How to Lose Weight

by Anne Bennett on November 10, 2009

You want to lose weight? I’m going to make it easy for you. If you haven’t already figured this out, I’m going to tell you exactly what you have to do to shed pounds. First, you must figure out how many calories you burn every day just sitting there at your computer. This is called your BMR, or your basal metabolic rate. This is your resting rate and does not take into consideration any activity. Your BMR is calculated using the following variables: your height, weight, age and gender.

Get your calculator out because this requires doing some math. Here is the basic BMR formula for a woman:

655 + (4.3 X weight in pounds) + (4.7 X height in inches) (4.7 X age in years).

This is how I came out:   655 + (4.3 X 135) + (4.7 X 65 inches) – (4.7 X 58)

or:   655 + (580.5) + (305.5) – (272.6),  which equals:  1268.4.

(Go here for an easier way to get your BMR.)

In other words, I burn about 1270 calories every day just being alive. If I want to factor in my daily activities as well, I have to do one further calculation and multiply my BMR by between 1.2 and 1.725, using the following scale:

  1. Sedentary (little or no exercise) :  BMR x 1.2
  2. Lightly active (light exercise/sports 1-3 days/week) :  BMR x 1.375
  3. Moderately active (moderate exercise/sports 3-5 days/week) :  BMR x 1.55
  4. Very active (hard exercise/sports 6-7 days a week) :  BMR x 1.725

I do Jazzercise a couple of times a week so I’ll call myself moderately active. By multiplying my BMR of 1270 by 1.55, I get a total daily caloric expenditure of:  1968.5.

Now, here’s the easy part I promised. In order to lose weight all I have to do is eat less than 1968 calories a day. But I’m a Weight Watcher, you say, and I count points, not calories. How many points constitutes 1968 calories?

Points are a combination of calories, fat and fiber, and vary from between about 50 to 90 calories per point. If we round this out to approximately 65 calories per point, I need to eat about 30 points per day in order to maintain my weight at my current level of activity. To lose weight I need to eat significantly less than 30 points per day. That’s not a lot, considering that the typical Thanksgiving dinner, including one piece of pumpkin pie, can add up to about 40 points.

(Necessary disclaimer: This is my personal calculation, using a well known scientific formula (go here for calculations for men) and is not endorsed by Weight Watchers of North America, Inc.)

I’ve said it before and I’ll say it again: the process of losing weight is not rocket science. You absolutely must consume less food than you need in order to burn fat. I’ve seen lots of diets come down the pike in the last 30 years. Some of them have been more stringent than others, and it was those diets, brutal though they were, that shed the pounds fastest.

Weight Watchers in the 1970’s is a perfect example. The list of “illegal” or forbidden foods was several pages long and seemed to include all things delicious. There was also no mention whatsoever of exercise. It was a hard-core, crash course in food deprivation, and we were always hungry, but it worked. A typical 1970’s Weight Watcher member stood to lose at least 10 pounds a month, a hefty amount by today’s standards.

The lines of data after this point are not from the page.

use crate::{
    prelude::{
        AShare, AShareTable, BShare, BShareTable, PartyID, PartyTestNetwork, Rep3, RelationalProtocol,
        TestNetwork3p,
    },
    types::Data,
};
use plain_reference::PlainTable;
use rand::Rng;
use std::future::Future;

pub(crate) const NUM_PARTIES: usize = PartyTestNetwork::NUM_PARTIES;

/// Runs `f` once per party, each on its own thread with a current-thread
/// runtime, and collects the results in rank order.
pub(crate) fn run_parties<I, T, F, Fut>(inputs: [I; NUM_PARTIES], f: F) -> Vec<T>
where
    I: Send + 'static,
    T: Send + 'static,
    F: FnOnce(PartyTestNetwork, I) -> Fut + Copy + Send + 'static,
    Fut: Future<Output = T>,
{
    let network = TestNetwork3p::new();
    let net = network.get_party_networks();

    let mut tasks = Vec::with_capacity(NUM_PARTIES);
    for (n, input) in net.into_iter().zip(inputs) {
        let t = std::thread::spawn(move || {
            let rt = tokio::runtime::Builder::new_current_thread()
                .enable_all()
                .build()
                .expect("runtime builds");
            rt.block_on(f(n, input))
        });
        tasks.push(t);
    }

    tasks
        .into_iter()
        .map(|t| t.join().expect("Task exited normally"))
        .collect()
}

/// All parties have to agree on every opened value.
pub(crate) fn assert_all_equal<T: PartialEq + std::fmt::Debug + Clone>(results: &[T]) -> T {
    let r0 = &results[0];
    for r in results.iter().skip(1) {
        assert_eq!(r0, r);
    }
    r0.to_owned()
}

pub(crate) async fn engine(net: PartyTestNetwork) -> Rep3<PartyTestNetwork> {
    let mut protocol = Rep3::new(net).unwrap();
    protocol.setup_prf().await.unwrap();
    protocol
}

pub(crate) async fn relational(net: PartyTestNetwork) -> RelationalProtocol<PartyTestNetwork> {
    RelationalProtocol::new(engine(net).await)
}

pub(crate) fn share_b_many<R: Rng>(values: &[Data], rng: &mut R) -> [Vec<BShare>; 3] {
    let mut res: [Vec<BShare>; 3] = Default::default();
    for v in values {
        let shares = Rep3::<PartyTestNetwork>::share_b(*v, rng);
        for (r, s) in res.iter_mut().zip(shares) {
            r.push(s);
        }
    }
    res
}

pub(crate) fn share_a_many<R: Rng>(values: &[Data], rng: &mut R) -> [Vec<AShare>; 3] {
    let mut res: [Vec<AShare>; 3] = Default::default();
    for v in values {
        let shares = Rep3::<PartyTestNetwork>::share_a(*v, rng);
        for (r, s) in res.iter_mut().zip(shares) {
            r.push(s);
        }
    }
    res
}

pub(crate) fn share_bits<R: Rng>(bits: &[bool], rng: &mut R) -> [Vec<BShare>; 3] {
    let values: Vec<Data> = bits.iter().map(|b| Data::from(*b)).collect();
    share_b_many(&values, rng)
}

pub(crate) fn share_table<R: Rng>(plain: &PlainTable, owner: usize, rng: &mut R) -> [BShareTable; 3] {
    let mut rows: [Vec<Vec<BShare>>; 3] = Default::default();
    for row in plain.rows() {
        let [s0, s1, s2] = share_b_many(row, rng);
        rows[0].push(s0);
        rows[1].push(s1);
        rows[2].push(s2);
    }
    let [r0, r1, r2] = rows;
    [
        BShareTable::from_rows(owner, PartyID::ID0, 0, r0).unwrap(),
        BShareTable::from_rows(owner, PartyID::ID1, 0, r1).unwrap(),
        BShareTable::from_rows(owner, PartyID::ID2, 0, r2).unwrap(),
    ]
}

pub(crate) fn share_a_table<R: Rng>(
    plain: &PlainTable,
    owner: usize,
    rng: &mut R,
) -> [AShareTable; 3] {
    let mut rows: [Vec<Vec<AShare>>; 3] = Default::default();
    for row in plain.rows() {
        let [s0, s1, s2] = share_a_many(row, rng);
        rows[0].push(s0);
        rows[1].push(s1);
        rows[2].push(s2);
    }
    let [r0, r1, r2] = rows;
    [
        AShareTable::from_rows(owner, PartyID::ID0, 0, r0).unwrap(),
        AShareTable::from_rows(owner, PartyID::ID1, 0, r1).unwrap(),
        AShareTable::from_rows(owner, PartyID::ID2, 0, r2).unwrap(),
    ]
}

/// Opens a whole table to everybody, row-major.
pub(crate) async fn open_table(
    protocol: &mut RelationalProtocol<PartyTestNetwork>,
    table: &BShareTable,
) -> Vec<Vec<Data>> {
    let width = table.num_cols();
    let open = protocol
        .get_mpc_mut()
        .open_b_many(table.contents().to_vec())
        .await
        .unwrap();
    open.chunks(width).map(<[Data]>::to_vec).collect()
}

pub(crate) fn bools(values: &[Data]) -> Vec<bool> {
    values.iter().map(|v| *v == 1).collect()
}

That’s probably because we were eating only about 1,200 calories a day regardless of our height, age or weight. It was a one-size-fits-all diet, and it was designed to produce fast results.

But today most of us have grown accustomed to eating throughout the day and have no desire to endure such a rigorous diet. We don’t want to feel hunger pangs, and despite the fact that we’re getting fatter, we don’t want to give up all the highly processed snack foods that have become a staple of our daily diets since the 1970’s. According to many experts, we’re actually weaning ourselves off real food.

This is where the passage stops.